Presumably the overhead on the first run _even after build_rrule_ is still big enough that Chairmarks doesn't bother running the code several times, and just returns that one run.

edit: this issue does raise the question of how best to communicate the correct way to benchmark Tapir performance.

Well, in the spirit of "prepare once, run a thousand times" (which is the one adopted by DI), I guess we should add one call to the operator inside the preparation workflow?

willtebbutt commented 4 months ago

Well, in the spirit of "prepare once, run a thousand times" (which is the one adopted by DI), I guess we should add one call to the operator inside the preparation workflow?

I think this is probably the right thing to do -- if it causes problems for some reason, then we can always revert it at a later point in time.

gdalle commented 4 months ago

Can you help out with that one? https://github.com/gdalle/DifferentiationInterface.jl/pull/254

willtebbutt commented 4 months ago

I believe that if you follow @gdalle 's original approach to benchmarking here you should find that it works nicely now. If you could confirm that it indeed performs as expected for you, I'll close this issue.

gdalle commented 4 months ago

And if you use the main branch of DifferentiationInterface. Release coming tomorrow or so

gdalle commented 4 months ago

@willtebbutt it might be worth mentioning the preparation step in the readme when you discuss the DI bindings?

LilithHafner commented 4 months ago

Presumably the overhead on the first run even after build_rrule is still big enough that Chairmarks doesn't bother running the code several times, and just returns that one run.

This is correct.

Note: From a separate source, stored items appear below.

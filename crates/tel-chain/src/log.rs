use tel_crypto::{KeyProvider, LinkHasher};
use tel_store::ChainStore;
use tel_types::{AuditEntry, ChangeRecord, ResourceRef};

use crate::error::ChainError;
use crate::history::resource_history;
use crate::sequencer::{Sequencer, SequencerConfig};
use crate::verifier::{ChainVerifier, VerifyReport};

/// The audit log facade: one chain, one key, one store.
///
/// Bundles the sequencer, verifier, and history read path behind the three
/// public operations. Safe to share across threads (`&self` everywhere); the
/// store's conditional commit is the only synchronization point.
pub struct AuditLog<S: ChainStore> {
    store: S,
    hasher: LinkHasher,
    sequencer: Sequencer,
}

impl<S: ChainStore> AuditLog<S> {
    /// Open an audit log over `store` with the default sequencer tuning.
    pub fn new(store: S, keys: &dyn KeyProvider) -> Self {
        Self::with_config(store, keys, SequencerConfig::default())
    }

    /// Open an audit log with explicit sequencer tuning.
    pub fn with_config(store: S, keys: &dyn KeyProvider, config: SequencerConfig) -> Self {
        let hasher = LinkHasher::new(keys.signing_key());
        Self {
            sequencer: Sequencer::new(hasher.clone(), config),
            hasher,
            store,
        }
    }

    /// Append one change to the chain. Returns the committed entry.
    pub fn append(&self, record: ChangeRecord) -> Result<AuditEntry, ChainError> {
        self.sequencer.append(&self.store, record)
    }

    /// Recompute every link and report all divergences.
    pub fn verify(&self) -> Result<VerifyReport, ChainError> {
        ChainVerifier::verify(&self.store, &self.hasher)
    }

    /// Audit history for one resource, newest first, capped at `limit`.
    pub fn history(
        &self,
        resource: &ResourceRef,
        limit: usize,
    ) -> Result<Vec<AuditEntry>, ChainError> {
        resource_history(&self.store, resource, limit)
    }

    /// The underlying store.
    pub fn store(&self) -> &S {
        &self.store
    }
}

Chairmarks and BenchmarkTools both make the (in this case false) assumption that sample runtime is equal to evaluation runtime times number of evaluations, and reports the extrapolated evaluation runtime. I'll look into providing better results in this case.

willtebbutt commented 4 months ago
]add Chairmarks DifferentiationInterface Tapir
using Chairmarks, DifferentiationInterface
import Tapir

f(x) = sqrt(sum(abs2, x) * sum(abs2, x))

@b (
    x=rand(10000),
    extras=prepare_gradient(sum, AutoTapir(safe_mode=false), rand(10000))
) value_and_gradient(sum, AutoTapir(), _.x, _.extras)

I just ran the above and got

94.448 μs (2 allocs: 78.172 KiB)

which is what I would expect. I'm using versions:

  [0ca39b1e] Chairmarks v1.2.1
  [a0c0ee7d] DifferentiationInterface v0.4.0
  [07d77754] Tapir v0.2.12

Consequently I'm going to mark this as resolved. Thanks all for contributing to this -- it's been very useful to iron this problem out!